Purpose
The objective of this homework is for you to practice concepts learned in class and apply them to a real-case scenario. The concepts we will practice in this homework relate to difference-in-difference.
Guidelines
- Work will be independent.
- Submit your answers to gradescope (within Canvas).
- We encourage you to use the boxes, PDFs, JPGs, and PNGs are preferable over word documents or cvs. Recall you can always save something as a PDF. You can also “Screenshot” anything. You can do this in windows using the snipping tool or Windows+Shift+S. In Mac, you can do this by command+shift+4.
- Submit your do-file to gradescope (within Canvas).
- You will get points for correct answers. You will get points deducted if the answer contains more information that’s not necessary or if the answer contains incorrect statements among correct statements. In short, we are trying to incentivize students to use the least amount of characters while maximizing the accuracy of responses.
- Your responses should be professionally formatted and written.
- The due date is Monday May 1st, at 11:59 pm EDT.
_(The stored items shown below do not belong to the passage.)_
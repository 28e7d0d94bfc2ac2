//! Hierarchical progress reporting.
//!
//! A [`Progress`] counts completed units of work against a total. Other
//! progress objects can be attached as children, each standing in for a
//! number of the parent's pending units; the child's fractional completion is
//! scaled into the parent's frame so observers of the parent see smooth
//! 0.0 to 1.0 movement while the child advances.
//!
//! # Example
//!
//! ```
//! use netask_core::progress::Progress;
//!
//! // A unit of work whose single unit is backed by a byte transfer
//! let task = Progress::new(1);
//! let transfer = Progress::new(200);
//! task.add_child(&transfer, 1);
//!
//! transfer.set_completed_unit_count(100);
//! assert!((task.fraction_completed() - 0.5).abs() < f64::EPSILON);
//! assert_eq!(task.completed_unit_count(), 0);
//!
//! transfer.finish();
//! assert_eq!(task.fraction_completed(), 1.0);
//! assert_eq!(task.completed_unit_count(), 1);
//! ```
//!
//! # Thread Safety
//!
//! `Progress` is a cheaply cloneable handle (`Send + Sync`). Counters are
//! atomics, so any thread may poll it while the owning transfer writes to it.

use std::sync::atomic::{AtomicI64, AtomicU64, Ordering};
use std::sync::{Arc, Weak};

use parking_lot::Mutex;

use crate::logging::targets;
use crate::signal::{ConnectionId, Signal};

/// A point-in-time view of a [`Progress`].
#[derive(Debug, Clone, Copy, PartialEq)]
pub struct ProgressSnapshot {
    /// Completed units, counting finished children at their full weight.
    pub completed_unit_count: i64,
    /// Total units of work.
    pub total_unit_count: i64,
    /// Fraction completed, from 0.0 to 1.0.
    pub fraction_completed: f64,
}

/// A child attached to a parent progress.
struct Child {
    progress: Progress,
    pending_unit_count: i64,
    connection_id: ConnectionId,
}

struct ProgressInner {
    total: AtomicI64,
    completed: AtomicI64,
    children: Mutex<Vec<Child>>,
    /// Bits of the last emitted fraction, used to suppress duplicate emits.
    last_emitted: AtomicU64,
    changed: Signal<f64>,
}

impl ProgressInner {
    fn new(total_unit_count: i64) -> Self {
        Self {
            total: AtomicI64::new(total_unit_count),
            completed: AtomicI64::new(0),
            children: Mutex::new(Vec::new()),
            last_emitted: AtomicU64::new(0.0_f64.to_bits()),
            changed: Signal::new(),
        }
    }

    fn fraction_completed(&self) -> f64 {
        let total = self.total.load(Ordering::Acquire);
        if total <= 0 {
            return 0.0;
        }

        let own = self.completed.load(Ordering::Acquire) as f64;
        let from_children: f64 = self
            .children
            .lock()
            .iter()
            .map(|child| child.progress.fraction_completed().min(1.0) * child.pending_unit_count as f64)
            .sum();

        ((own + from_children) / total as f64).clamp(0.0, 1.0)
    }

    fn completed_unit_count(&self) -> i64 {
        let own = self.completed.load(Ordering::Acquire);
        let from_children: i64 = self
            .children
            .lock()
            .iter()
            .filter(|child| child.progress.is_finished())
            .map(|child| child.pending_unit_count)
            .sum();
        own + from_children
    }

    fn notify(&self) {
        let fraction = self.fraction_completed();
        let previous = f64::from_bits(self.last_emitted.swap(fraction.to_bits(), Ordering::AcqRel));
        if (fraction - previous).abs() > f64::EPSILON {
            tracing::trace!(target: targets::PROGRESS, fraction, "progress changed");
            self.changed.emit(fraction);
        }
    }
}

impl Drop for ProgressInner {
    fn drop(&mut self) {
        for child in self.children.get_mut().drain(..) {
            child.progress.on_changed().disconnect(child.connection_id);
        }
    }
}

/// A thread-safe, hierarchical unit-count progress tracker.
///
/// See the [module documentation](self) for the parent/child model.
#[derive(Clone)]
pub struct Progress {
    inner: Arc<ProgressInner>,
}

impl Progress {
    /// Create a progress tracker with the given total unit count.
    ///
    /// A total of zero or less is indeterminate and reports a fraction of 0.0
    /// until a positive total is set.
    pub fn new(total_unit_count: i64) -> Self {
        Self {
            inner: Arc::new(ProgressInner::new(total_unit_count)),
        }
    }

    /// Total units of work.
    pub fn total_unit_count(&self) -> i64 {
        self.inner.total.load(Ordering::Acquire)
    }

    /// Change the total units of work.
    pub fn set_total_unit_count(&self, total_unit_count: i64) {
        self.inner.total.store(total_unit_count, Ordering::Release);
        self.inner.notify();
    }

    /// Completed units, including the pending units of finished children.
    pub fn completed_unit_count(&self) -> i64 {
        self.inner.completed_unit_count()
    }

    /// Set the units completed directly by this progress (children excluded).
    pub fn set_completed_unit_count(&self, completed_unit_count: i64) {
        self.inner
            .completed
            .store(completed_unit_count, Ordering::Release);
        self.inner.notify();
    }

    /// Raise the directly completed units to `completed_unit_count`.
    ///
    /// Lower values are ignored, so observers never see the count go back.
    pub fn advance_completed_unit_count(&self, completed_unit_count: i64) {
        let previous = self
            .inner
            .completed
            .fetch_max(completed_unit_count, Ordering::AcqRel);
        if completed_unit_count > previous {
            self.inner.notify();
        }
    }

    /// Fraction of the total completed, from 0.0 to 1.0.
    pub fn fraction_completed(&self) -> f64 {
        self.inner.fraction_completed()
    }

    /// Whether every unit of work has completed.
    pub fn is_finished(&self) -> bool {
        let total = self.total_unit_count();
        total > 0 && self.completed_unit_count() >= total
    }

    /// Mark all units as completed.
    ///
    /// An indeterminate total becomes a single completed unit.
    pub fn finish(&self) {
        let total = self.total_unit_count().max(1);
        self.inner.total.store(total, Ordering::Release);
        self.inner.completed.store(total, Ordering::Release);
        self.inner.notify();
    }

    /// Reset the directly completed units to zero.
    pub fn reset(&self) {
        self.inner.completed.store(0, Ordering::Release);
        self.inner.notify();
    }

    /// Attach `child` so that it accounts for `pending_unit_count` of this
    /// progress's units.
    ///
    /// # Panics
    ///
    /// Panics if `pending_unit_count` is not positive or `child` is this
    /// progress itself.
    pub fn add_child(&self, child: &Progress, pending_unit_count: i64) {
        assert!(pending_unit_count > 0, "Pending unit count must be positive");
        assert!(
            !Arc::ptr_eq(&self.inner, &child.inner),
            "A progress cannot be its own child"
        );

        let parent: Weak<ProgressInner> = Arc::downgrade(&self.inner);
        let connection_id = child.on_changed().connect(move |_| {
            if let Some(parent) = parent.upgrade() {
                parent.notify();
            }
        });

        self.inner.children.lock().push(Child {
            progress: child.clone(),
            pending_unit_count,
            connection_id,
        });
        self.inner.notify();
    }

    /// Number of attached children.
    pub fn child_count(&self) -> usize {
        self.inner.children.lock().len()
    }

    /// Capture the current counters.
    pub fn snapshot(&self) -> ProgressSnapshot {
        ProgressSnapshot {
            completed_unit_count: self.completed_unit_count(),
            total_unit_count: self.total_unit_count(),
            fraction_completed: self.fraction_completed(),
        }
    }

    /// Signal emitted with the new fraction whenever it changes.
    pub fn on_changed(&self) -> &Signal<f64> {
        &self.inner.changed
    }
}

impl Default for Progress {
    fn default() -> Self {
        Self::new(1)
    }
}

impl std::fmt::Debug for Progress {
    fn fmt(&self, f: &mut std::fmt::Formatter<'_>) -> std::fmt::Result {
        f.debug_struct("Progress")
            .field("completed_unit_count", &self.completed_unit_count())
            .field("total_unit_count", &self.total_unit_count())
            .field("fraction_completed", &self.fraction_completed())
            .field("children", &self.child_count())
            .finish()
    }
}

static_assertions::assert_impl_all!(Progress: Send, Sync);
- Data can be found at https://www.dropbox.com/s/fosdbw9jbupbdbv/micro.dta?dl=0
Preamble
In this assignment you’ll study the Earned Income Tax Credit, one of the largest anti-poverty programs in the United States. The EITC provides more than $67 billion to more than 27 million Americans each year. The data for this exercise come from the Current Population Survey (CPS), which you can access online. The data provided is a cleaned version of the the CPS. This is an actual real dataset from a survey from the government. You will be using this data and a difference-in-difference design to understand the impact of EITC on women’s labor supply. Get acquainted with the basic structure of the EITC: What is the EITC? Who’s eligible? How much support can the beneficiaries receive? (The Tax Policy Center and the Center on Budget and Policy Priorities offer two good primers you can read. Jeffrey Liebman provides a more thorough history.)
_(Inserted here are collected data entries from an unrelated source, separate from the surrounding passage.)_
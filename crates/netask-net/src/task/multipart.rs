//! Tasks that send a multipart form and parse the response.

use std::marker::PhantomData;
use std::sync::Arc;

use netask_core::{Progress, Signal};
use reqwest::multipart::{Form, Part};

use super::base::BaseTask;
use super::{Task, TaskState};
use crate::encoding::text_value;
use crate::endpoint::Endpoint;
use crate::error::{Result, TaskError, TransportError};
use crate::http::transport::{Direction, tracked_body};
use crate::http::{HttpClient, HttpMethod};
use crate::parsable::Parsable;
use crate::request::{MultipartRequest, Request};

/// Sends a `multipart/form-data` body and parses the response into `T`.
///
/// Each endpoint parameter becomes a text field. The binary data becomes one
/// more part, sent as a file when the request carries a file name. Progress
/// follows the bytes of the binary part.
///
/// ```no_run
/// use netask_net::{MultipartRequest, MultipartUploadTask, Request, Task};
///
/// # async fn run() -> netask_net::Result<()> {
/// let request = MultipartRequest::new(
///     Request::from_url("https://example.com/avatars"),
///     std::fs::read("avatar.png").unwrap(),
///     "image/png",
///     "avatar",
/// )
/// .file_name("avatar.png");
/// MultipartUploadTask::<()>::new(request).execute().await?;
/// # Ok(())
/// # }
/// ```
pub struct MultipartUploadTask<T> {
    base: Arc<BaseTask>,
    multipart: Arc<MultipartRequest>,
    _result: PhantomData<fn() -> T>,
}

impl<T> MultipartUploadTask<T> {
    /// Create a task using the shared client.
    pub fn new(request: MultipartRequest) -> Self {
        Self::build(request, None)
    }

    /// Create a task using a specific client.
    pub fn with_client(request: MultipartRequest, client: HttpClient) -> Self {
        Self::build(request, Some(client))
    }

    /// Create a POST task for a full URL string.
    pub fn from_url(
        url: &str,
        data: impl Into<bytes::Bytes>,
        mime_type: impl Into<String>,
        part_name: impl Into<String>,
    ) -> Self {
        let endpoint = Endpoint::from_url(url).with_method(HttpMethod::Post);
        Self::new(MultipartRequest::new(Request::new(endpoint), data, mime_type, part_name))
    }

    /// The multipart descriptor this task runs.
    pub fn request(&self) -> &MultipartRequest {
        &self.multipart
    }

    fn build(request: MultipartRequest, client: Option<HttpClient>) -> Self {
        Self {
            base: Arc::new(BaseTask::new(request.request().clone(), client)),
            multipart: Arc::new(request),
            _result: PhantomData,
        }
    }
}

impl<T> Clone for MultipartUploadTask<T> {
    fn clone(&self) -> Self {
        Self {
            base: self.base.clone(),
            multipart: self.multipart.clone(),
            _result: PhantomData,
        }
    }
}

impl<T> std::fmt::Debug for MultipartUploadTask<T> {
    fn fmt(&self, f: &mut std::fmt::Formatter<'_>) -> std::fmt::Result {
        f.debug_struct("MultipartUploadTask")
            .field("base", &self.base)
            .field("part_name", &self.multipart.part_name())
            .field("mime_type", &self.multipart.mime_type())
            .finish()
    }
}

impl<T> Task for MultipartUploadTask<T>
where
    T: Parsable + Send + 'static,
{
    type Output = T;

    fn progress(&self) -> &Progress {
        self.base.progress()
    }

    fn state(&self) -> TaskState {
        self.base.state()
    }

    fn state_changed(&self) -> &Signal<TaskState> {
        self.base.state_changed()
    }

    async fn execute(&self) -> Result<T> {
        let base = &self.base;
        base.begin()?;

        let outgoing = base.settle(base.request().outgoing_request_without_parameters())?;
        base.settle(check_mime_type(self.multipart.mime_type()))?;
        let multipart = &*self.multipart;

        let response = base.settle(
            base.transport()
                .fetch(
                    |client, progress| {
                        let form = form(multipart, progress)?;
                        Ok(outgoing.to_reqwest(client).multipart(form))
                    },
                    Direction::Send,
                )
                .await
                .map_err(Into::into),
        )?;

        base.validate_response(Some(&outgoing), &response.head, Some(response.body.as_ref()))?;
        let value = base.settle(T::parse(&response.body).map_err(Into::into))?;
        base.succeed(value)
    }
}

fn check_mime_type(mime_type: &str) -> Result<()> {
    Part::bytes(Vec::new())
        .mime_str(mime_type)
        .map(drop)
        .map_err(|e| TaskError::Encoding(format!("mime type {mime_type:?}: {e}")))
}

/// Assemble the form for one attempt.
fn form(multipart: &MultipartRequest, progress: &Progress) -> std::result::Result<Form, TransportError> {
    let mut form = Form::new();
    for (name, value) in multipart.request().endpoint().parameters() {
        form = form.text(name.clone(), text_value(value));
    }

    let data = multipart.data().clone();
    let length = data.len() as u64;
    let mut part = Part::stream_with_length(tracked_body(data, progress), length);
    if let Some(file_name) = multipart.part_file_name() {
        part = part.file_name(file_name.to_string());
    }
    let part = part.mime_str(multipart.mime_type())?;

    Ok(form.part(multipart.part_name().to_string(), part))
}

#[cfg(test)]
mod tests {
    use super::*;

    #[test]
    fn test_mime_type_is_checked() {
        assert!(check_mime_type("image/png").is_ok());
        assert!(matches!(check_mime_type("not a mime"), Err(TaskError::Encoding(_))));
    }

    #[test]
    fn test_form_has_boundary() {
        let request = MultipartRequest::new(
            Request::new(Endpoint::new("https://example.com", "/upload").with_parameter("kind", "avatar")),
            &b"png"[..],
            "image/png",
            "avatar",
        );
        let progress = Progress::new(0);
        let form = form(&request, &progress).unwrap();

        assert!(!form.boundary().is_empty());
        assert_eq!(progress.total_unit_count(), 3);
    }

    #[test]
    fn test_from_url_defaults_to_post() {
        let task = MultipartUploadTask::<()>::from_url("https://example.com/upload", &b"x"[..], "text/plain", "file");
        assert_eq!(task.request().request().endpoint().method(), HttpMethod::Post);
        assert_eq!(task.request().part_name(), "file");
    }
}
Getting acquiescence with the data
The data for this homework comes from the Current Population Survey. The University of Minnesota maintains an excellent website for downloading CPS data. We are using the Annual Social and Economic Supplement (ASEC) for this analysis. You’ll often see the ASEC referred to as the “March CPS” since it’s collected each year in March. The data includes all the years from 1980 through 2015. We’ll use incwage
to measure annual earnings. Once you have the data up and running, perform the following data cleaning steps:
- Since we need to compare apples to apples, convert those nominal earnings to 2015 real dollars using the Consumer Price Index (CPI). We give you in the data the CPI, so use your knowledge from econ on how to turn nominal income into real income. In the end your average real income variable should look like:
- Restrict your sample to single women between the ages of 25 and 45 (inclusive). These women are likely the primary earners in their households. You should exclude women who were married when surveyed but include those who were never married, separated, divorced, or widowed.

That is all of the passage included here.